A Founder Fail Story

This is from a Quora thread about founders with seed funding make.

Josh Fechter was gracious enough to share his own personal story about his mobile job finding app.

https://www.quora.com/What-are-the-common-mistakes-that-seed-funded-startup-founders-make

 

HOW WE RECKLESSLY BLEW $500,000 IN FIVE MONTHS

We had a Reddit post about our launch go viral resulting in over 10,000 users for our mobile app.

The idea: A mobile application that makes applying for a job as easy as a swipe.

People need to find and land jobs faster. That’s a huge pain point.

With our app, everyone who needs a job will get hired because it will be easy for them to apply.

Soon after our “aha” moment, two of the co-founders landed $500,000 in funding.

Look at our user numbers!

We worked at Google and in management consulting, so we know what we’re doing.

A month into startup life.

Why aren’t users coming back to our app?

Why won’t recruiters use our app?

We’d done zero customer development.

After many phone calls and surveys, we realized recruiters and founders willing to pay for a job platform want the job application process to be difficult.

Why?

It weeds out low-quality candidates.

Swiping right for your dream job is ideal for a candidate, but a nightmare for a hiring manager.
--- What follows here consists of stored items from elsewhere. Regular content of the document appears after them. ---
use std::collections::HashSet;
use std::fmt;

use super::traits::Migration;
use crate::error::{Result, StepwiseError};

/// Ordered, append-only list of migrations.
///
/// Positions are 1-based: index 0 is a no-op sentinel so that a migration's
/// index equals the version stored once it has committed. Released entries
/// must never be reordered or removed, only appended to.
pub struct Catalog<S> {
    migrations: Vec<Box<dyn Migration<S>>>,
    names: HashSet<String>,
}

impl<S> Catalog<S> {
    /// Create an empty catalog.
    pub fn new() -> Self {
        Self {
            migrations: Vec::new(),
            names: HashSet::new(),
        }
    }

    /// Append a migration, builder style.
    pub fn with<M>(mut self, migration: M) -> Result<Self>
    where
        M: Migration<S> + 'static,
    {
        self.push(Box::new(migration))?;
        Ok(self)
    }

    /// Append a migration. Names must be unique within the catalog.
    pub fn push(&mut self, migration: Box<dyn Migration<S>>) -> Result<()> {
        let name = migration.name().to_string();
        if name.trim().is_empty() {
            return Err(StepwiseError::InvalidArgument(format!(
                "Migration at index {} has an empty name",
                self.migrations.len() + 1
            )));
        }
        if !self.names.insert(name.clone()) {
            return Err(StepwiseError::InvalidArgument(format!(
                "Duplicate migration name: {}",
                name
            )));
        }
        self.migrations.push(migration);
        Ok(())
    }

    /// Number of real migrations (the highest reachable version).
    pub fn len(&self) -> u64 {
        self.migrations.len() as u64
    }

    pub fn is_empty(&self) -> bool {
        self.migrations.is_empty()
    }

    /// Migration at 1-based `index`. The sentinel at 0 has no migration.
    pub fn get(&self, index: u64) -> Option<&dyn Migration<S>> {
        let slot = usize::try_from(index.checked_sub(1)?).ok()?;
        self.migrations.get(slot).map(|m| m.as_ref())
    }

    /// Migrations after `version`, in catalog order, with their indices.
    pub fn pending(&self, version: u64) -> impl Iterator<Item = (u64, &dyn Migration<S>)> + '_ {
        let start = usize::try_from(version).unwrap_or(usize::MAX);
        self.migrations
            .iter()
            .enumerate()
            .skip(start)
            .map(|(slot, m)| (slot as u64 + 1, m.as_ref()))
    }

    /// Names in catalog order.
    pub fn names(&self) -> impl Iterator<Item = &str> + '_ {
        self.migrations.iter().map(|m| m.name())
    }
}

impl<S> Default for Catalog<S> {
    fn default() -> Self {
        Self::new()
    }
}

impl<S> fmt::Debug for Catalog<S> {
    fn fmt(&self, f: &mut fmt::Formatter<'_>) -> fmt::Result {
        f.debug_list().entries(self.names()).finish()
    }
}

#[cfg(test)]
mod tests {
    use super::*;
    use crate::migration::BoxFuture;

    struct Noop(&'static str);

    impl Migration<()> for Noop {
        fn name(&self) -> &str {
            self.0
        }

        fn apply<'a>(&'a self, _scope: &'a mut ()) -> BoxFuture<'a, Result<()>> {
            Box::pin(async { Ok(()) })
        }
    }

    fn catalog() -> Catalog<()> {
        Catalog::new()
            .with(Noop("m1"))
            .and_then(|c| c.with(Noop("m2")))
            .and_then(|c| c.with(Noop("m3")))
            .unwrap()
    }

    #[test]
    fn test_indices_are_one_based() {
        let catalog = catalog();
        assert_eq!(catalog.len(), 3);
        assert!(catalog.get(0).is_none());
        assert_eq!(catalog.get(1).unwrap().name(), "m1");
        assert_eq!(catalog.get(3).unwrap().name(), "m3");
        assert!(catalog.get(4).is_none());
    }

    #[test]
    fn test_pending_from_version() {
        let catalog = catalog();

        let all: Vec<_> = catalog.pending(0).map(|(i, m)| (i, m.name())).collect();
        assert_eq!(all, vec![(1, "m1"), (2, "m2"), (3, "m3")]);

        let rest: Vec<_> = catalog.pending(2).map(|(i, m)| (i, m.name())).collect();
        assert_eq!(rest, vec![(3, "m3")]);

        assert_eq!(catalog.pending(3).count(), 0);
        assert_eq!(catalog.pending(10).count(), 0);
        assert_eq!(catalog.pending(u64::MAX).count(), 0);
    }

    #[test]
    fn test_duplicate_name_rejected() {
        let err = catalog().with(Noop("m2")).unwrap_err();
        assert!(matches!(err, StepwiseError::InvalidArgument(_)));
    }

    #[test]
    fn test_empty_name_rejected() {
        assert!(Catalog::<()>::new().with(Noop("  ")).is_err());
    }

    #[test]
    fn test_debug_lists_names() {
        assert_eq!(format!("{:?}", catalog()), r#"["m1", "m2", "m3"]"#);
    }

    #[test]
    fn test_apply_through_catalog() {
        let catalog = catalog();
        let mut scope = ();
        for (_, migration) in catalog.pending(0) {
            tokio_test::block_on(migration.apply(&mut scope)).unwrap();
        }
    }
}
You’d receive thousands of applicants in minutes.

How do we fix this?

What if we showed candidates only relevant jobs based on their uploaded profile details?

That’d work.

Nope.

Candidates continued to swipe right without thinking twice.
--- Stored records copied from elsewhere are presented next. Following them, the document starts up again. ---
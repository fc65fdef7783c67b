use serde::{Deserialize, Serialize};

/// Database configuration.
#[derive(Debug, Clone, Serialize, Deserialize)]
pub struct DatabaseConfig {
    /// Database connection URL.
    pub url: String,

    /// Connection pool size.
    #[serde(default = "default_pool_size")]
    pub pool_size: u32,

    /// Pool checkout timeout in seconds.
    #[serde(default = "default_pool_timeout")]
    pub pool_timeout_secs: u64,
}

impl Default for DatabaseConfig {
    fn default() -> Self {
        Self {
            url: String::new(),
            pool_size: default_pool_size(),
            pool_timeout_secs: default_pool_timeout(),
        }
    }
}

// A run holds at most the lock connection plus one transaction.
fn default_pool_size() -> u32 {
    4
}

fn default_pool_timeout() -> u64 {
    30
}
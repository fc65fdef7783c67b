use serde::{Deserialize, Serialize};

use crate::error::{Result, StepwiseError};

/// Persisted index of the last committed migration. `0` means none applied.
#[derive(Debug, Clone, Copy, Default, PartialEq, Eq, PartialOrd, Ord, Serialize, Deserialize)]
pub struct VersionRecord {
    pub version: u64,
}

impl VersionRecord {
    pub fn new(version: u64) -> Self {
        Self { version }
    }

    /// Decode a stored settings value. A null value is the initial record.
    pub fn from_value(value: &serde_json::Value) -> Result<Self> {
        if value.is_null() {
            return Ok(Self::default());
        }
        serde_json::from_value(value.clone()).map_err(|e| {
            StepwiseError::Persistence(format!("Invalid version record {}: {}", value, e))
        })
    }

    /// Encode for storage.
    pub fn to_value(&self) -> Result<serde_json::Value> {
        serde_json::to_value(self)
            .map_err(|e| StepwiseError::Persistence(format!("Failed to encode version: {}", e)))
    }
}

#[cfg(test)]
mod tests {
    use super::*;
    use serde_json::json;

    #[test]
    fn test_null_is_initial_record() {
        let record = VersionRecord::from_value(&serde_json::Value::Null).unwrap();
        assert_eq!(record.version, 0);
    }

    #[test]
    fn test_stored_shape() {
        let value = VersionRecord::new(7).to_value().unwrap();
        assert_eq!(value, json!({ "version": 7 }));
        assert_eq!(VersionRecord::from_value(&value).unwrap().version, 7);
    }

    #[test]
    fn test_garbage_is_persistence_error() {
        let err = VersionRecord::from_value(&json!({ "version": -3 })).unwrap_err();
        assert!(matches!(err, StepwiseError::Persistence(_)));

        let err = VersionRecord::from_value(&json!("3")).unwrap_err();
        assert!(matches!(err, StepwiseError::Persistence(_)));
    }
}
//! Stepwise - versioned, resumable migrations for transactional stores.
//!
//! Build a [`Catalog`] of migrations, hand it to a [`MigrationRunner`] over a
//! store backend, and every entry past the stored version is applied once,
//! in order, each in its own transaction.

#[doc(hidden)]
pub use stepwise_core;

pub use stepwise_core::config::{DatabaseConfig, MigrationsConfig, StepwiseConfig};
pub use stepwise_core::{BoxFuture, Catalog, Migration, Result, StepwiseError, VersionRecord};
pub use stepwise_runtime::{
    load_catalog_from_dir, load_migrations_from_dir, Database, MemoryScope, MemoryStore,
    MigrationRunner, MigrationStatus, MigrationStore, PgScope, PgStore, RunReport, SqlMigration,
    VersionStore,
};
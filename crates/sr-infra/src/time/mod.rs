mod latency;

pub use latency::TokioLatency;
What if we reduced the numbers of candidates we have? We’ll only have engineers on the platform. They hate applying for jobs, so they’ll be more selective. Plus, recruiters will pay to get in touch with engineers.
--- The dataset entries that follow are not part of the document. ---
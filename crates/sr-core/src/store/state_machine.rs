//! Store status state machines.
//!
//! Pure transition functions for the catalog load and for recommendation
//! requests. Unknown `(state, event)` pairs leave the state unchanged.

use serde::Serialize;

/// Lifecycle of the catalog.
/// 目录加载状态。
#[derive(Debug, Clone, Copy, Default, PartialEq, Eq, Serialize)]
#[serde(rename_all = "snake_case")]
pub enum CatalogStatus {
    /// 尚未加载，或加载被取消。
    #[default]
    Uninitialized,
    Loading,
    /// 已加载，之后只读。
    Ready,
    /// 加载失败，可重试。
    Errored,
}

#[derive(Debug, Clone, Copy, PartialEq, Eq)]
pub enum CatalogEvent {
    LoadStarted,
    LoadSucceeded,
    LoadFailed,
    /// Every in-flight load was dropped before it settled.
    LoadCancelled,
}

/// Lifecycle of the current recommendation request.
/// 推荐请求状态。
#[derive(Debug, Clone, Copy, Default, PartialEq, Eq, Serialize)]
#[serde(rename_all = "snake_case")]
pub enum RequestStatus {
    #[default]
    Idle,
    Loading,
    Ready,
    Errored,
}

#[derive(Debug, Clone, Copy, PartialEq, Eq)]
pub enum RequestEvent {
    Started,
    Completed,
    Failed,
    /// Every in-flight request was dropped; `has_results` says whether an
    /// earlier set is still on display.
    Cancelled { has_results: bool },
}

pub struct CatalogStateMachine;

impl CatalogStateMachine {
    pub fn transition(state: CatalogStatus, event: CatalogEvent) -> CatalogStatus {
        match (state, event) {
            // Loading -> Loading restarts a load whose previous attempt was
            // superseded or cancelled.
            (
                CatalogStatus::Uninitialized | CatalogStatus::Errored | CatalogStatus::Loading,
                CatalogEvent::LoadStarted,
            ) => CatalogStatus::Loading,
            (CatalogStatus::Loading, CatalogEvent::LoadSucceeded) => CatalogStatus::Ready,
            (CatalogStatus::Loading, CatalogEvent::LoadFailed) => CatalogStatus::Errored,
            (CatalogStatus::Loading, CatalogEvent::LoadCancelled) => CatalogStatus::Uninitialized,
            (state, _event) => state,
        }
    }
}

pub struct RequestStateMachine;

impl RequestStateMachine {
    pub fn transition(state: RequestStatus, event: RequestEvent) -> RequestStatus {
        match (state, event) {
            (_, RequestEvent::Started) => RequestStatus::Loading,
            (RequestStatus::Loading, RequestEvent::Completed) => RequestStatus::Ready,
            (RequestStatus::Loading, RequestEvent::Failed) => RequestStatus::Errored,
            (RequestStatus::Loading, RequestEvent::Cancelled { has_results: true }) => {
                RequestStatus::Ready
            }
            (RequestStatus::Loading, RequestEvent::Cancelled { has_results: false }) => {
                RequestStatus::Idle
            }
            (state, _event) => state,
        }
    }
}
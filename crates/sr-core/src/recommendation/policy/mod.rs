//! Selection policies implementing [`SelectionStrategyPort`](crate::ports::SelectionStrategyPort).

mod router;
mod shuffle;
mod similarity;

pub use router::AlgorithmRouter;
pub use shuffle::{shuffle_in_place, ShuffleSelection};
pub use similarity::{ContentSimilarity, FeatureSpace, SimilarityMetric};
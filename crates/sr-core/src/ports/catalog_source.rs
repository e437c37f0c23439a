use crate::book::Book;

use super::CatalogSourceError;

/// Read-only provider of the initial book records.
/// 初始书目数据来源（只读）
#[async_trait::async_trait]
pub trait CatalogSourcePort: Send + Sync {
    async fn load_books(&self) -> Result<Vec<Book>, CatalogSourceError>;
}
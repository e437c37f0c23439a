//! Catalog and recommendation store.

mod book_store;
mod context;

pub use book_store::{BookStore, CatalogOutcome, RecommendationOutcome, StoreConfig};
pub use context::{StoreContext, StoreState};
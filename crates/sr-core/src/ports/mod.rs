//! Port interfaces for the application layer
//!
//! Ports define the contract between the store (application layer) and its
//! collaborators: where books come from, how randomness and latency are
//! produced, how results are selected and how views are notified.
//! Infrastructure adapters live in `sr-infra`.

mod catalog_source;
pub mod errors;
mod latency;
mod random_source;
mod selection_strategy;
mod store_event;

#[cfg(test)]
pub(crate) mod tests;

pub use catalog_source::CatalogSourcePort;
pub use errors::{CatalogSourceError, SelectionError};
pub use latency::{LatencyKind, LatencyPort};
pub use random_source::RandomSourcePort;
pub use selection_strategy::SelectionStrategyPort;
pub use store_event::StoreEventPort;
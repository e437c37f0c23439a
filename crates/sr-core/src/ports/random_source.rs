/// Source of uniform random indices.
pub trait RandomSourcePort: Send + Sync {
    /// Returns a value in `0..upper`. `upper` is never zero.
    fn next_below(&self, upper: usize) -> usize;
}
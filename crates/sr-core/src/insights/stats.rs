use std::collections::{BTreeMap, BTreeSet};

use serde::Serialize;

use crate::book::Book;

/// Summary statistics over a set of books.
#[derive(Debug, Clone, PartialEq, Serialize)]
pub struct DatasetStats {
    pub total_books: usize,
    pub average_rating: f64,
    pub genres: BTreeMap<String, usize>,
    pub years_range: (i32, i32),
    pub publishers: usize,
    pub authors: usize,
}

impl DatasetStats {
    /// Returns `None` for an empty dataset, where averages are undefined.
    pub fn from_books(books: &[Book]) -> Option<Self> {
        let first = books.first()?;

        let mut genres = BTreeMap::new();
        let mut publishers = BTreeSet::new();
        let mut authors = BTreeSet::new();
        let mut rating_sum = 0.0;
        let (mut year_min, mut year_max) = (first.year, first.year);

        for book in books {
            *genres.entry(book.genre.clone()).or_insert(0) += 1;
            publishers.insert(book.publisher.as_str());
            authors.insert(book.author.as_str());
            rating_sum += book.rating;
            year_min = year_min.min(book.year);
            year_max = year_max.max(book.year);
        }

        Some(Self {
            total_books: books.len(),
            average_rating: rating_sum / books.len() as f64,
            genres,
            years_range: (year_min, year_max),
            publishers: publishers.len(),
            authors: authors.len(),
        })
    }
}
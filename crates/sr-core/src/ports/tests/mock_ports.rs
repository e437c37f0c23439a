//! Mock implementations of ports for testing.
//!
//! This module provides mock implementations using `mockall` for unit testing
//! policies and state handling without requiring real infrastructure.

use mockall::mock;

use crate::book::{Book, BookId};
use crate::ports::{RandomSourcePort, SelectionError, SelectionStrategyPort};
use crate::recommendation::Algorithm;

/// Mock implementation of [`RandomSourcePort`].
///
/// Use this to pin the sequence a shuffle consumes.
mock! {
    pub RandomSource {}

    impl RandomSourcePort for RandomSource {
        fn next_below(&self, upper: usize) -> usize;
    }
}

mock! {
    pub SelectionStrategy {}

    impl SelectionStrategyPort for SelectionStrategy {
        fn select(
            &self,
            candidates: &[Book],
            exclude: BookId,
            count: usize,
            algorithm: Algorithm,
        ) -> Result<Vec<Book>, SelectionError>;
    }
}
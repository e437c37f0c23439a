use sr_core::ports::{CatalogSourceError, CatalogSourcePort};
use sr_core::Book;
use tracing::debug;

use super::parse_books;

const REFERENCE_BOOKS: &str = include_str!("../../assets/books.json");

/// The fifteen-book reference dataset compiled into the binary.
#[derive(Debug, Default, Clone, Copy)]
pub struct EmbeddedCatalogSource;

impl EmbeddedCatalogSource {
    pub fn new() -> Self {
        Self
    }
}

#[async_trait::async_trait]
impl CatalogSourcePort for EmbeddedCatalogSource {
    async fn load_books(&self) -> Result<Vec<Book>, CatalogSourceError> {
        let books = parse_books(REFERENCE_BOOKS)?;
        debug!(count = books.len(), "loaded embedded catalog");
        Ok(books)
    }
}
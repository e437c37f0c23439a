use serde::Serialize;

use super::Algorithm;
use crate::book::{Book, BookId};

pub const DEFAULT_RECOMMENDATION_COUNT: usize = 5;

/// Books recommended for one `(book_id, algorithm)` request.
///
/// Never contains the reference book.
#[derive(Debug, Clone, PartialEq, Serialize)]
pub struct RecommendationSet {
    pub book_id: BookId,
    pub algorithm: Algorithm,
    pub books: Vec<Book>,
}

impl RecommendationSet {
    /// Builds a set from raw strategy output, dropping the reference book,
    /// repeated ids and anything past `limit`.
    pub fn from_selection(
        book_id: BookId,
        algorithm: Algorithm,
        selected: Vec<Book>,
        limit: usize,
    ) -> Self {
        let mut books: Vec<Book> = Vec::with_capacity(limit.min(selected.len()));
        for book in selected {
            if books.len() == limit {
                break;
            }
            if book.id == book_id || books.iter().any(|kept| kept.id == book.id) {
                continue;
            }
            books.push(book);
        }
        Self {
            book_id,
            algorithm,
            books,
        }
    }

    pub fn ids(&self) -> Vec<BookId> {
        self.books.iter().map(|book| book.id).collect()
    }

    pub fn len(&self) -> usize {
        self.books.len()
    }

    pub fn is_empty(&self) -> bool {
        self.books.is_empty()
    }
}
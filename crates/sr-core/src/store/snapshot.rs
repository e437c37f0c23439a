use serde::Serialize;

use super::{CatalogStatus, RequestStatus, StoreError};
use crate::book::Book;
use crate::recommendation::{Algorithm, RecommendationSet};

/// Which part of the store changed.
#[derive(Debug, Clone, Copy, PartialEq, Eq, Serialize)]
#[serde(rename_all = "snake_case")]
pub enum StoreChange {
    CatalogLoading,
    CatalogLoaded,
    CatalogFailed,
    CatalogCancelled,
    RecentlyViewed,
    Algorithm,
    RecommendationsLoading,
    RecommendationsReady,
    RecommendationsFailed,
    RecommendationsCancelled,
}

/// Owned copy of everything views may read.
#[derive(Debug, Clone, Default, PartialEq, Serialize)]
pub struct StoreSnapshot {
    pub books: Vec<Book>,
    pub recently_viewed: Vec<Book>,
    pub recommendations: Option<RecommendationSet>,
    pub active_algorithm: Algorithm,
    pub catalog_status: CatalogStatus,
    pub recommendation_status: RequestStatus,
    pub error: Option<StoreError>,
}

impl StoreSnapshot {
    /// Single shared loading flag: true while either operation is in flight.
    pub fn loading(&self) -> bool {
        self.catalog_status == CatalogStatus::Loading
            || self.recommendation_status == RequestStatus::Loading
    }

    pub fn recommended_books(&self) -> &[Book] {
        self.recommendations
            .as_ref()
            .map(|set| set.books.as_slice())
            .unwrap_or(&[])
    }
}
Now, we had to act as recruiters and message every engineer to use our platform to get in touch with recruiters.

It made zero sense.

We failed five months after launching the company.

The next three years, I heard of many other founders getting investor money for the same idea.

All their companies failed, too.

That’s what happens when you use vanity metrics to get funding, especially when your users came from a viral Reddit post.

That’s what happens when you do zero customer development before building a product.

That’s what happens when you have no domain expertise in your startup’s industry.

The secret element of a startup’s success happens before you write your first line of code. It’s becoming an expert in your startup’s industry, understanding your prospect’s pain points, and getting pre-sales to validate your product.

Once you take these three steps, bootstrap your startup as long as you can. When you have traction and want to scale faster, then get funding.

In the meantime, try not to get distracted by all the shiny objects.